● Assignment
Copy out the data line by line exactly, from its start to the line bearing "pub fn handle_key(&mut", inclusive.

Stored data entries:
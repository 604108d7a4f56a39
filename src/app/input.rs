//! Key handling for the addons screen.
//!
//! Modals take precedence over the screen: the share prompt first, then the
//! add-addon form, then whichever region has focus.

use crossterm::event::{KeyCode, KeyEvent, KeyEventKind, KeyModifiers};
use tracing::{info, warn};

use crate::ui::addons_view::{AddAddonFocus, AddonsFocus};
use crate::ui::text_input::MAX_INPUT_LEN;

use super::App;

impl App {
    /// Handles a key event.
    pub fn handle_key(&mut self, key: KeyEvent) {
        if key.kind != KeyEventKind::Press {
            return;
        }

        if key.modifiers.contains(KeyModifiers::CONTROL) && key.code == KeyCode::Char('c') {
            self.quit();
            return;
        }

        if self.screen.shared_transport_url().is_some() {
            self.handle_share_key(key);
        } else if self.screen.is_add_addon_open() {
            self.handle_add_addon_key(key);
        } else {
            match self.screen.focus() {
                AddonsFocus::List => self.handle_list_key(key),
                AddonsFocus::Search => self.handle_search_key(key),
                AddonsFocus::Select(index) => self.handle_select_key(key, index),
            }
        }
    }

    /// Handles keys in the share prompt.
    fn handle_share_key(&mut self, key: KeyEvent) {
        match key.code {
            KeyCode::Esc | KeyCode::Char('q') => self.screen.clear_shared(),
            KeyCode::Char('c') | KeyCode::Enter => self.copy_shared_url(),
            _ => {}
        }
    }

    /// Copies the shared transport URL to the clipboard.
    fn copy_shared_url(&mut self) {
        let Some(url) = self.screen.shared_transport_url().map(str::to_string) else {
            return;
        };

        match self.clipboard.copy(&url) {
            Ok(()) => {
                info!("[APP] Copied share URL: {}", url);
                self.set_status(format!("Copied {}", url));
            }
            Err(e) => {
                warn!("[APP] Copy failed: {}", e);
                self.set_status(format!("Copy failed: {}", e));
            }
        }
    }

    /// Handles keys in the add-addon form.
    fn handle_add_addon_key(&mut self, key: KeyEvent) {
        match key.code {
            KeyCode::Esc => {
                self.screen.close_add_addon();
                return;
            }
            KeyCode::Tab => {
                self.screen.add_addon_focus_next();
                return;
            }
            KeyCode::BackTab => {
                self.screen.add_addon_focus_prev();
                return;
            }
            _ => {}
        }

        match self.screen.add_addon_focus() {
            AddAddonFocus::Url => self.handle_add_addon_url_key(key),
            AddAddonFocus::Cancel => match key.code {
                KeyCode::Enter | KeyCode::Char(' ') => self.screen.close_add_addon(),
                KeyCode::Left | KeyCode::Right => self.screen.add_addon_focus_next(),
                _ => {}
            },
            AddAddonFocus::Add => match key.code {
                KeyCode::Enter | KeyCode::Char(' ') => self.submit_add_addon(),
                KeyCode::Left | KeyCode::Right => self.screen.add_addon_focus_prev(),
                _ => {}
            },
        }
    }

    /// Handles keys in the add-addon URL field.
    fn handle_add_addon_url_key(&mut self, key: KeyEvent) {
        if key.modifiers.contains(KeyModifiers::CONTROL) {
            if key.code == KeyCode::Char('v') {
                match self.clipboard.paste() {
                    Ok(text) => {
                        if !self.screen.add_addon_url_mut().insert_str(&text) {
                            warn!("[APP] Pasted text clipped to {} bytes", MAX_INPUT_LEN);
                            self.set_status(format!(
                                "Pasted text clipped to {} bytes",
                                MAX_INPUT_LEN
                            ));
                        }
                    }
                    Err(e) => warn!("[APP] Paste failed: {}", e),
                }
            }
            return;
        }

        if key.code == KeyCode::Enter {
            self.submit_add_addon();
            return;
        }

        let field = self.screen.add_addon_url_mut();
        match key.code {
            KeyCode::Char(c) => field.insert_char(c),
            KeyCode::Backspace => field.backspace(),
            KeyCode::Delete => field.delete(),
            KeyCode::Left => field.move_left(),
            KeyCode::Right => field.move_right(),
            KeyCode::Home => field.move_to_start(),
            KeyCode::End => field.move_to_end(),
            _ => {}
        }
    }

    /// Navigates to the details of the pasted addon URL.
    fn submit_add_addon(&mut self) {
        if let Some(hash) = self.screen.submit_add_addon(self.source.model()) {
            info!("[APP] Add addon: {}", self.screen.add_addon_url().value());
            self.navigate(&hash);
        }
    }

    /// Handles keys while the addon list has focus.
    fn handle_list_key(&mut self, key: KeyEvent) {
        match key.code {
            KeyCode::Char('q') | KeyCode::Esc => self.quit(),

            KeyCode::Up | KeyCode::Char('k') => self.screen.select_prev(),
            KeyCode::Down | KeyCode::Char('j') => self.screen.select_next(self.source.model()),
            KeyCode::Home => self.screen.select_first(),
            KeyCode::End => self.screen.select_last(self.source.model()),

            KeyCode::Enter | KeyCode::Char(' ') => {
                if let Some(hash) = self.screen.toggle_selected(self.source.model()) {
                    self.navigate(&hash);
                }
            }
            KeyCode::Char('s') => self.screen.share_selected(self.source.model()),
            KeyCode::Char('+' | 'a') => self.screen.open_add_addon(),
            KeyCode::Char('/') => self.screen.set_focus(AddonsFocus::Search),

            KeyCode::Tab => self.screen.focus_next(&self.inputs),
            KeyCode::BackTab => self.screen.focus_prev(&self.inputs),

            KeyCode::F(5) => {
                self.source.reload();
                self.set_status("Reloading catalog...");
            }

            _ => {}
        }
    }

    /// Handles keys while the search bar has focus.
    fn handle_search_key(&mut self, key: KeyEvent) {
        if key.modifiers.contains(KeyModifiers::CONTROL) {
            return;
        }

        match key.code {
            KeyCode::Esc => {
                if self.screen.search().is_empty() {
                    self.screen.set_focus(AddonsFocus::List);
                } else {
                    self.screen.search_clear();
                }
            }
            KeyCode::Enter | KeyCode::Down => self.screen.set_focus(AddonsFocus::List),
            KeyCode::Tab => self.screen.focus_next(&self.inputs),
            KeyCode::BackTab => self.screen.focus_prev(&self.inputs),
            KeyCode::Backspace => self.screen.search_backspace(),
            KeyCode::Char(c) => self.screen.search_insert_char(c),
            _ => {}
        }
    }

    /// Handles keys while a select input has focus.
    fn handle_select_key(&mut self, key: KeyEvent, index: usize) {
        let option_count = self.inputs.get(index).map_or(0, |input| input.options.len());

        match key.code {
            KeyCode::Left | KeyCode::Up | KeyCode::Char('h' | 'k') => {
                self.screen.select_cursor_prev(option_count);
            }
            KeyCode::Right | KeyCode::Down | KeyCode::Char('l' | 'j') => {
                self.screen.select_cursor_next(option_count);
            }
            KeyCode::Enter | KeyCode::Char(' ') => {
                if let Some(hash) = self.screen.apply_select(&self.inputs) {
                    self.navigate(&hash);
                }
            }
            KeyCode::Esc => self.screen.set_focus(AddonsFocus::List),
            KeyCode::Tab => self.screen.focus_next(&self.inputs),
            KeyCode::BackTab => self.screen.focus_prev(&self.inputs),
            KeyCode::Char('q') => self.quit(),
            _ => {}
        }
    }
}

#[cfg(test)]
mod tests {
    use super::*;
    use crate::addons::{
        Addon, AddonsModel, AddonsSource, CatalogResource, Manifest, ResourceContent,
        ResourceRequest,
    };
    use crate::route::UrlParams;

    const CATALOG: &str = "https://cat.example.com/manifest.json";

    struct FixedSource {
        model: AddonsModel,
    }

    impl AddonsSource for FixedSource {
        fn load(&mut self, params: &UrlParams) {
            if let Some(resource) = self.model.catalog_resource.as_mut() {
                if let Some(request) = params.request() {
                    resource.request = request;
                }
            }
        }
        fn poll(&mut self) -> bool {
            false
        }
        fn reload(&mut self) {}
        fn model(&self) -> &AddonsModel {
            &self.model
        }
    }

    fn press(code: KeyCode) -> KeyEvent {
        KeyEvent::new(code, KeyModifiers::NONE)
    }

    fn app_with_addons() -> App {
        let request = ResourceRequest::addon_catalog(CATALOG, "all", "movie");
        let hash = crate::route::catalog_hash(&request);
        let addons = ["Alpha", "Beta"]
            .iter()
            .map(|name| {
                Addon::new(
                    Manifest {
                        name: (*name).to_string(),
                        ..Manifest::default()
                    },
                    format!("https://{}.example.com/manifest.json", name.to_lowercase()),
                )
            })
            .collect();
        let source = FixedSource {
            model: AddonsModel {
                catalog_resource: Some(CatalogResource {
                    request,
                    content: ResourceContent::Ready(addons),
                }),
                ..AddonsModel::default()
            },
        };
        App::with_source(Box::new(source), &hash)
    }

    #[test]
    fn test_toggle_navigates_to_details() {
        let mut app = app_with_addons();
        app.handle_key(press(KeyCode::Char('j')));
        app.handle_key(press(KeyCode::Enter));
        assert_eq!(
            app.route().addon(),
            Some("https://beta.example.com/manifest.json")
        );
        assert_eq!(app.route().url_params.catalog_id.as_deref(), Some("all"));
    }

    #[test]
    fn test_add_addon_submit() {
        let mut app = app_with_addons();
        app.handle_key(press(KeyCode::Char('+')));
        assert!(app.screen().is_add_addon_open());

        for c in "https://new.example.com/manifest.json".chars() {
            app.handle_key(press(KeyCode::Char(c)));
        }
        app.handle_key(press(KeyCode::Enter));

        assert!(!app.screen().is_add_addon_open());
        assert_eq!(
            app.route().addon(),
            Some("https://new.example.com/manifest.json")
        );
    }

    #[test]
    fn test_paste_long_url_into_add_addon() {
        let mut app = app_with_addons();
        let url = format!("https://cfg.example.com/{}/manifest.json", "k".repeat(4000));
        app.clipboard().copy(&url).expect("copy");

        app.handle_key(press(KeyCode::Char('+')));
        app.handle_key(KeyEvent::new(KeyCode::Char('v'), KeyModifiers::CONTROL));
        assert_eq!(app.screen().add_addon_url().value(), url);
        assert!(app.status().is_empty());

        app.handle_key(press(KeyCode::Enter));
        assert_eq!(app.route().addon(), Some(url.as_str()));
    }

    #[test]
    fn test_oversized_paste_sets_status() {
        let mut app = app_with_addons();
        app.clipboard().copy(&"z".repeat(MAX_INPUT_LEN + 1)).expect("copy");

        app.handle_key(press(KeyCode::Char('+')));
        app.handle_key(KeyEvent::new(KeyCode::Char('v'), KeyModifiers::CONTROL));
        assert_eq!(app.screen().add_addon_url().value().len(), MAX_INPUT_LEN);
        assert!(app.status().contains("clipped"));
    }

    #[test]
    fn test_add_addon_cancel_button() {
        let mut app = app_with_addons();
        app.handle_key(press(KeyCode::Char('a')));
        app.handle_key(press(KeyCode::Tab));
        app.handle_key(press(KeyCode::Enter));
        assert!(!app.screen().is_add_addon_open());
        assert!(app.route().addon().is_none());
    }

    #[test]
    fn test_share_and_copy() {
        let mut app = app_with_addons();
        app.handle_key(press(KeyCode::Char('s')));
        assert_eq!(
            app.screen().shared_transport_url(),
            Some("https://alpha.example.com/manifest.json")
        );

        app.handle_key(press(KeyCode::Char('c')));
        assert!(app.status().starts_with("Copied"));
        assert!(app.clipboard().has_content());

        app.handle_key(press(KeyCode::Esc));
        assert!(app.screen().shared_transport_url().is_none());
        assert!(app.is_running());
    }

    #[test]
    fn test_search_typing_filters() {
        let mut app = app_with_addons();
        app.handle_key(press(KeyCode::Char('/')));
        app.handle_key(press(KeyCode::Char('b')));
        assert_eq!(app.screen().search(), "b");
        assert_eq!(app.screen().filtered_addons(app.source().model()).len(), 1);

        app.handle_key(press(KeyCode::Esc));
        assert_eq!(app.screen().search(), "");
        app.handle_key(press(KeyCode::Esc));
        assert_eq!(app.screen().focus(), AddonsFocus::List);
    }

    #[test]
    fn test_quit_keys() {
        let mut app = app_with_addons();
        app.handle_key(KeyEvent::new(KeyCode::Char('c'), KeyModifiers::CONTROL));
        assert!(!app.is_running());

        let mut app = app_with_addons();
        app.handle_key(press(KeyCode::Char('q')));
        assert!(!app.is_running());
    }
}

● Finished exercise
repository 604108d7a4f56a39
filename src/app/input.rs
//! Key handling for the addons screen.
//!
//! Modals take precedence over the screen: the share prompt first, then the
//! add-addon form, then whichever region has focus.

use crossterm::event::{KeyCode, KeyEvent, KeyEventKind, KeyModifiers};
use tracing::{info, warn};

use crate::ui::addons_view::{AddAddonFocus, AddonsFocus};
use crate::ui::text_input::MAX_INPUT_LEN;

use super::App;

impl App {
    /// Handles a key event.
    pub fn handle_key(&mut self, key: KeyEvent) {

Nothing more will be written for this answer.